Stored items

===============

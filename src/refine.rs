use std::collections::BTreeSet;
use std::sync::Arc;

use crate::models::{Item, PageResult};

/// Client-only narrowing of an already fetched page.
///
/// Pagination totals come from the server and are never adjusted here, so a
/// refined page can show fewer rows while the pager still reports more pages.
#[derive(Debug, Clone, Default, PartialEq, Eq)]
pub struct Refinement {
    pub rank_tier: Option<String>,
    pub tag: Option<String>,
}

impl Refinement {
    pub fn is_active(&self) -> bool {
        self.rank_tier.is_some() || self.tag.is_some()
    }

    pub fn clear(&mut self) {
        self.rank_tier = None;
        self.tag = None;
    }

    pub fn matches(&self, item: &Item) -> bool {
        let tier_ok = self
            .rank_tier
            .as_ref()
            .map_or(true, |tier| item.rank.as_ref() == Some(tier));
        let tag_ok = self
            .tag
            .as_ref()
            .map_or(true, |tag| item.top_champions.contains(tag));
        tier_ok && tag_ok
    }

    /// Items of `page` satisfying every active predicate, in server order.
    pub fn apply(&self, page: &PageResult) -> Vec<Arc<Item>> {
        page.items
            .iter()
            .filter(|item| self.matches(item))
            .cloned()
            .collect()
    }
}

/// Values the refinement controls can offer, computed from the current page
/// only.
#[derive(Debug, Clone, Default, PartialEq, Eq)]
pub struct RefinementChoices {
    pub rank_tiers: BTreeSet<String>,
    pub tags: BTreeSet<String>,
}

impl RefinementChoices {
    pub fn from_page(page: &PageResult) -> Self {
        let mut choices = Self::default();
        for item in &page.items {
            if let Some(rank) = &item.rank {
                choices.rank_tiers.insert(rank.clone());
            }
            choices.tags.extend(item.top_champions.iter().cloned());
        }
        choices
    }
}
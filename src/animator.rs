//! Short-lived per-item visual cues driven by vote outcomes.
//!
//! Nothing here affects correctness; the cache is the source of truth for
//! what is shown. Each item carries at most one cue at a time, and a new cue
//! replaces the old one and restarts its timer.

use std::collections::HashMap;
use std::time::{Duration, Instant};

use crate::models::ItemId;

#[derive(Debug, Clone, Copy, PartialEq, Eq, Hash)]
pub enum AnimationKind {
    Up,
    Down,
    /// Rate-limited vote, rolled back.
    Rejected,
    /// Any other failed vote, rolled back.
    Failed,
}

impl AnimationKind {
    pub fn duration(&self) -> Duration {
        match self {
            AnimationKind::Up | AnimationKind::Down => Duration::from_millis(600),
            AnimationKind::Failed => Duration::from_millis(1_000),
            AnimationKind::Rejected => Duration::from_millis(1_500),
        }
    }
}

#[derive(Default)]
pub struct FeedbackAnimator {
    active: HashMap<ItemId, (AnimationKind, Instant)>,
}

impl FeedbackAnimator {
    pub fn new() -> Self {
        Self::default()
    }

    pub fn trigger(&mut self, id: ItemId, kind: AnimationKind, now: Instant) {
        self.active.insert(id, (kind, now + kind.duration()));
    }

    pub fn current(&self, id: ItemId, now: Instant) -> Option<AnimationKind> {
        self.active
            .get(&id)
            .filter(|(_, expires)| now < *expires)
            .map(|(kind, _)| *kind)
    }

    /// Drop every cue whose timer has run out.
    pub fn sweep(&mut self, now: Instant) {
        self.active.retain(|_, (_, expires)| now < *expires);
    }

    /// Earliest pending expiry, for scheduling the next repaint.
    pub fn next_expiry(&self) -> Option<Instant> {
        self.active.values().map(|(_, expires)| *expires).min()
    }

    pub fn len(&self) -> usize {
        self.active.len()
    }
}
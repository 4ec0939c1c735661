use crate::core::lattice::AxisMask;
use crate::engine::{Algorithm, OutOfPlaceAlgorithm};
use crate::image::{Domain, DomainKind, ImageError, ImageState, Sample, TypedState};

/// Mirrors an image about the origin along the selected axes.
///
/// Spatial data is mirrored onto the negated extent, so `out(-p) == in(p)` on
/// every mirrored axis. Frequency data keeps its extent and wraps mirrored
/// indices periodically inside it. Half-frequency data is mirrored through its
/// logical extent and stays Hermitian.
#[derive(Debug, Clone, Copy, PartialEq, Eq)]
pub struct Mirror {
    pub axes: AxisMask,
}

impl Mirror {
    pub fn new(axes: AxisMask) -> Self {
        Self { axes }
    }
}

impl Algorithm for Mirror {
    fn name(&self) -> &str {
        "mirror"
    }
}

impl OutOfPlaceAlgorithm for Mirror {
    fn visit_into<T: Sample, D: DomainKind>(
        &mut self,
        state: &TypedState<T, D>,
    ) -> Result<ImageState, ImageError> {
        let logical = state.logical_extent();
        let out = match D::DOMAIN {
            Domain::Spatial => {
                let target = logical.mirror(self.axes)?;
                let mut out = TypedState::<T, D>::new(target, state.sampling())?;
                for (p, v) in state.iter() {
                    let q = p.checked_mirror(self.axes).ok_or(ImageError::OutOfBounds {
                        point: p,
                        extent: target,
                    })?;
                    out.set_value(q, *v)?;
                }
                out
            }
            Domain::Frequency | Domain::HalfFrequency => {
                let mut out = TypedState::<T, D>::new(logical, state.sampling())?;
                out.set_spatial_origin(state.spatial_origin());
                let storage = out.extent();
                for (q, slot) in storage.iter().zip(out.data_mut()) {
                    *slot = if logical.contains(q) {
                        state.value(logical.mirror_point(q, self.axes))?
                    } else {
                        // Stored Nyquist plane: the conjugate of its logical mirror.
                        let p = logical.mirror_point(q, AxisMask::ALL);
                        state.value(logical.mirror_point(p, self.axes))?.conj()
                    };
                }
                out
            }
        };
        Ok(out.into())
    }
}
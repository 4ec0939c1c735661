use super::error::GeometryError;
use super::quat::UnitQuat;
use super::vecmat::{Vec2, Vec3, try_normalize};
use itertools::iproduct;

/// Infinite line in the plane, stored as an origin and a unit direction.
#[derive(Debug, Clone, Copy, PartialEq)]
pub struct Line2 {
    origin: Vec2,
    direction: Vec2,
}

impl Line2 {
    pub fn new(from: Vec2, to: Vec2) -> Result<Self, GeometryError> {
        Ok(Self {
            origin: from,
            direction: try_normalize(&(to - from))?,
        })
    }

    pub fn origin(&self) -> Vec2 {
        self.origin
    }

    pub fn direction(&self) -> Vec2 {
        self.direction
    }

    pub fn at(&self, t: f64) -> Vec2 {
        self.origin + self.direction * t
    }
}

/// Infinite line in space, stored as an origin and a unit direction.
#[derive(Debug, Clone, Copy, PartialEq)]
pub struct Line3 {
    origin: Vec3,
    direction: Vec3,
}

impl Line3 {
    /// Line through two distinct points, directed from `from` to `to`.
    pub fn new(from: Vec3, to: Vec3) -> Result<Self, GeometryError> {
        Self::from_direction(from, to - from)
    }

    pub fn from_direction(origin: Vec3, direction: Vec3) -> Result<Self, GeometryError> {
        Ok(Self {
            origin,
            direction: try_normalize(&direction)?,
        })
    }

    pub fn origin(&self) -> Vec3 {
        self.origin
    }

    pub fn direction(&self) -> Vec3 {
        self.direction
    }

    pub fn at(&self, t: f64) -> Vec3 {
        self.origin + self.direction * t
    }

    /// Parameter of the orthogonal projection of `point` onto the line.
    pub fn project(&self, point: &Vec3) -> f64 {
        (point - self.origin).dot(&self.direction)
    }

    pub fn distance_to(&self, point: &Vec3) -> f64 {
        (point - self.at(self.project(point))).norm()
    }
}

/// Plane `normal · x = offset` with a unit normal.
#[derive(Debug, Clone, Copy, PartialEq)]
pub struct Plane {
    normal: Vec3,
    offset: f64,
}

impl Plane {
    pub fn from_normal(point: Vec3, normal: Vec3) -> Result<Self, GeometryError> {
        let normal = try_normalize(&normal)?;
        Ok(Self {
            normal,
            offset: normal.dot(&point),
        })
    }

    /// Plane through three points; the normal follows the right-hand rule `a → b → c`.
    pub fn from_points(a: Vec3, b: Vec3, c: Vec3) -> Result<Self, GeometryError> {
        let normal = (b - a).cross(&(c - a));
        if normal.norm() == 0.0 {
            return Err(GeometryError::DegenerateInput("plane points are collinear"));
        }
        Self::from_normal(a, normal)
    }

    pub fn normal(&self) -> Vec3 {
        self.normal
    }

    pub fn offset(&self) -> f64 {
        self.offset
    }

    /// Point of the plane closest to the coordinate origin.
    pub fn origin(&self) -> Vec3 {
        self.normal * self.offset
    }

    /// Signed distance, positive on the side the normal points to.
    pub fn signed_distance(&self, point: &Vec3) -> f64 {
        self.normal.dot(point) - self.offset
    }

    pub fn contains(&self, point: &Vec3, epsilon: f64) -> bool {
        self.signed_distance(point).abs() <= epsilon
    }
}

#[derive(Debug, Clone, Copy, PartialEq)]
pub struct Sphere {
    pub center: Vec3,
    pub radius: f64,
}

impl Sphere {
    pub fn new(center: Vec3, radius: f64) -> Self {
        Self { center, radius }
    }

    pub fn contains(&self, point: &Vec3) -> bool {
        (point - self.center).norm_squared() <= self.radius * self.radius
    }

    pub fn volume(&self) -> f64 {
        4.0 / 3.0 * std::f64::consts::PI * self.radius.powi(3)
    }
}

/// Axis-aligned box given by two opposite corners.
#[derive(Debug, Clone, Copy, PartialEq)]
pub struct AlignedCuboid {
    min: Vec3,
    max: Vec3,
}

impl AlignedCuboid {
    pub fn new(a: Vec3, b: Vec3) -> Self {
        Self {
            min: a.inf(&b),
            max: a.sup(&b),
        }
    }

    pub fn min(&self) -> Vec3 {
        self.min
    }

    pub fn max(&self) -> Vec3 {
        self.max
    }

    pub fn center(&self) -> Vec3 {
        (self.min + self.max) * 0.5
    }

    pub fn size(&self) -> Vec3 {
        self.max - self.min
    }

    pub fn volume(&self) -> f64 {
        self.size().product()
    }

    pub fn contains(&self, point: &Vec3) -> bool {
        (0..3).all(|i| point[i] >= self.min[i] && point[i] <= self.max[i])
    }
}

/// Oriented box: a center, a rotation of the local frame and half side lengths.
#[derive(Debug, Clone, Copy, PartialEq)]
pub struct Cuboid {
    pub center: Vec3,
    pub orientation: UnitQuat,
    pub half_extents: Vec3,
}

impl Cuboid {
    pub fn new(center: Vec3, orientation: UnitQuat, half_extents: Vec3) -> Result<Self, GeometryError> {
        if half_extents.iter().any(|h| *h < 0.0) {
            return Err(GeometryError::DegenerateInput("negative cuboid half extent"));
        }
        Ok(Self {
            center,
            orientation,
            half_extents,
        })
    }

    /// Unit vectors of the local frame expressed in world coordinates.
    pub fn axes(&self) -> [Vec3; 3] {
        [
            self.orientation * Vec3::x(),
            self.orientation * Vec3::y(),
            self.orientation * Vec3::z(),
        ]
    }

    pub fn volume(&self) -> f64 {
        8.0 * self.half_extents.product()
    }

    pub fn contains(&self, point: &Vec3) -> bool {
        let local = self.orientation.inverse() * (point - self.center);
        (0..3).all(|i| local[i].abs() <= self.half_extents[i])
    }

    pub fn corners(&self) -> Vec<Vec3> {
        let h = self.half_extents;
        iproduct!([-1.0, 1.0], [-1.0, 1.0], [-1.0, 1.0])
            .map(|(sx, sy, sz)| {
                self.center + self.orientation * Vec3::new(sx * h.x, sy * h.y, sz * h.z)
            })
            .collect()
    }
}
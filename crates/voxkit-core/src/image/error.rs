use super::domain::Variant;
use super::value::ValueType;
use crate::core::geom::GeometryError;
use crate::core::lattice::{Extent, ExtentError, Point};
use thiserror::Error;

#[derive(Debug, Error)]
pub enum ImageError {
    #[error("Point {point} lies outside extent {extent}")]
    OutOfBounds { point: Point, extent: Extent },

    #[error("Algorithm '{algorithm}' does not support {variant} data")]
    UnsupportedVariant { algorithm: String, variant: Variant },

    #[error("Value type mismatch: expected {expected}, found {found}")]
    ValueTypeMismatch {
        expected: ValueType,
        found: ValueType,
    },

    #[error("Buffer holds {found} samples but the extent needs {expected}")]
    BufferLength { expected: usize, found: usize },

    #[error("Invalid algorithm parameter: {0}")]
    InvalidParameter(String),

    #[error("Image data has already been destroyed")]
    DataDestroyed,

    #[error("Image data is borrowed by an operation in progress")]
    Busy,

    #[error("Observer is already handling a notification")]
    ObserverBusy,

    #[error("Observer rejected the update: {0}")]
    Observer(String),

    #[error("Extent error: {source}")]
    Extent {
        #[from]
        source: ExtentError,
    },

    #[error("Geometry error: {source}")]
    Geometry {
        #[from]
        source: GeometryError,
    },
}

impl ImageError {
    pub fn unsupported(algorithm: &str, variant: Variant) -> Self {
        Self::UnsupportedVariant {
            algorithm: algorithm.to_string(),
            variant,
        }
    }
}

===============

## [REQUIRED ACTION]
Reproduce every line of the entries above, unchanged, from the very first one down to and including the line containing "pub fn is_active(&self)".

## [EXERCISE RESPONSE]
filename src/refine.rs
use std::collections::BTreeSet;
use std::sync::Arc;

use crate::models::{Item, PageResult};

/// Client-only narrowing of an already fetched page.
///
/// Pagination totals come from the server and are never adjusted here, so a
/// refined page can show fewer rows while the pager still reports more pages.
#[derive(Debug, Clone, Default, PartialEq, Eq)]
pub struct Refinement {
    pub rank_tier: Option<String>,
    pub tag: Option<String>,
}

impl Refinement {
    pub fn is_active(&self) -> bool {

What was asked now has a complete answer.